> _TRY IT_
Report each line of the records where "struct" occurs.

> _AVAILABLE RECORDS_
use std::cmp::Ordering;

use crate::frequency::CharStatistic;

/// Uncertainty reported when no tier matched; lower means more confident.
pub const EXHAUSTED: u8 = 4;

#[derive(Debug, Clone, Copy, PartialEq, Eq)]
pub struct SeparatorGuess {
    pub separator: Option<char>,
    pub uncertainty: u8,
}

impl SeparatorGuess {
    fn found(separator: char, uncertainty: u8) -> Self {
        Self {
            separator: Some(separator),
            uncertainty,
        }
    }

    fn exhausted() -> Self {
        Self {
            separator: None,
            uncertainty: EXHAUSTED,
        }
    }
}

struct Scorer<'a> {
    stats: &'a [CharStatistic],
    line_count: usize,
    preferred: &'a [char],
}

impl Scorer<'_> {
    fn preference(&self, ch: char) -> usize {
        self.preferred
            .iter()
            .position(|candidate| *candidate == ch)
            .unwrap_or(usize::MAX)
    }

    fn is_preferred(&self, ch: char) -> bool {
        self.preferred.contains(&ch)
    }

    /// Most frequent zero-variance character satisfying `filter`.
    fn most_frequent_constant<F>(&self, filter: F) -> Option<char>
    where
        F: Fn(&CharStatistic) -> bool,
    {
        self.stats
            .iter()
            .filter(|stat| stat.variance == 0.0 && filter(stat))
            .min_by(|a, b| {
                b.occurrences
                    .cmp(&a.occurrences)
                    .then_with(|| self.preference(a.ch).cmp(&self.preference(b.ch)))
                    .then_with(|| a.ch.cmp(&b.ch))
            })
            .map(|stat| stat.ch)
    }

    /// Characters present on every line, lowest variance first.
    fn ranked_on_every_line(&self) -> Vec<&CharStatistic> {
        let mut ranked: Vec<&CharStatistic> = self
            .stats
            .iter()
            .filter(|stat| self.line_count > 0 && stat.lines_present == self.line_count)
            .collect();
        ranked.sort_by(|a, b| {
            a.variance
                .total_cmp(&b.variance)
                .then_with(|| b.occurrences.cmp(&a.occurrences))
                .then_with(|| self.preference(a.ch).cmp(&self.preference(b.ch)))
                .then_with(|| a.ch.cmp(&b.ch))
        });
        ranked
    }
}

/// Picks the most plausible separator.
///
/// Tiers, in order:
/// 0. a preferred, zero-variance character averaging at least one per line;
/// 1. the lowest-variance character present on every line, if preferred;
/// 2. the runner-up of tier 1, if preferred;
/// 3. any zero-variance character averaging at least two per line.
pub fn choose_separator(
    stats: &[CharStatistic],
    line_count: usize,
    preferred: &[char],
) -> SeparatorGuess {
    if line_count == 0 {
        return SeparatorGuess::exhausted();
    }
    let scorer = Scorer {
        stats,
        line_count,
        preferred,
    };

    if let Some(ch) = scorer.most_frequent_constant(|stat| {
        scorer.is_preferred(stat.ch) && stat.occurrences >= line_count
    }) {
        return SeparatorGuess::found(ch, 0);
    }

    let ranked = scorer.ranked_on_every_line();
    for (tier, candidate) in ranked.iter().take(2).enumerate() {
        if scorer.is_preferred(candidate.ch) {
            return SeparatorGuess::found(candidate.ch, tier as u8 + 1);
        }
    }

    if let Some(ch) = scorer.most_frequent_constant(|stat| stat.occurrences >= line_count * 2) {
        return SeparatorGuess::found(ch, 3);
    }

    SeparatorGuess::exhausted()
}

/// Ordering of guesses: lower uncertainty is better.
pub fn compare(left: &SeparatorGuess, right: &SeparatorGuess) -> Ordering {
    left.uncertainty.cmp(&right.uncertainty)
}

#[cfg(test)]
mod tests {
    use super::*;

    fn stat(ch: char, occurrences: usize, lines_present: usize, variance: f64) -> CharStatistic {
        CharStatistic {
            ch,
            occurrences,
            lines_present,
            variance,
        }
    }

    const PREFERRED: [char; 4] = [',', ';', '|', '\t'];

    #[test]
    fn tier_zero_prefers_most_frequent_constant_separator() {
        let stats = vec![
            stat(',', 10, 5, 0.0),
            stat(';', 5, 5, 0.0),
            stat('a', 20, 5, 0.0),
        ];
        let guess = choose_separator(&stats, 5, &PREFERRED);
        assert_eq!(guess, SeparatorGuess::found(',', 0));
    }

    #[test]
    fn tier_one_accepts_lowest_variance_preferred() {
        let stats = vec![
            stat(',', 12, 5, 0.4),
            stat('x', 9, 5, 1.2),
            stat('y', 3, 2, 0.1),
        ];
        let guess = choose_separator(&stats, 5, &PREFERRED);
        assert_eq!(guess, SeparatorGuess::found(',', 1));
    }

    #[test]
    fn tier_two_accepts_runner_up() {
        let stats = vec![
            stat('e', 15, 5, 0.2),
            stat(';', 14, 5, 0.3),
            stat('t', 8, 5, 0.9),
        ];
        let guess = choose_separator(&stats, 5, &PREFERRED);
        assert_eq!(guess, SeparatorGuess::found(';', 2));
    }

    #[test]
    fn tier_three_ignores_preference() {
        let stats = vec![stat('#', 10, 5, 0.0), stat('x', 4, 4, 0.0)];
        let guess = choose_separator(&stats, 5, &PREFERRED);
        assert_eq!(guess, SeparatorGuess::found('#', 3));
    }

    #[test]
    fn exhausted_when_nothing_fits() {
        let stats = vec![stat('a', 3, 2, 0.5), stat('b', 1, 1, 0.2)];
        let guess = choose_separator(&stats, 5, &PREFERRED);
        assert_eq!(guess, SeparatorGuess::exhausted());
        assert_eq!(choose_separator(&[], 0, &PREFERRED).uncertainty, EXHAUSTED);
    }

    #[test]
    fn ties_resolve_by_preference_order() {
        let stats = vec![stat(';', 5, 5, 0.0), stat(',', 5, 5, 0.0)];
        let guess = choose_separator(&stats, 5, &PREFERRED);
        assert_eq!(guess.separator, Some(','));
    }

    #[test]
    fn compare_orders_by_uncertainty() {
        let sure = SeparatorGuess::found(',', 0);
        let unsure = SeparatorGuess::found(';', 2);
        assert_eq!(compare(&sure, &unsure), Ordering::Less);
    }
}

> _ANSWER BOX_
pub struct SeparatorGuess {
struct Scorer<'a> {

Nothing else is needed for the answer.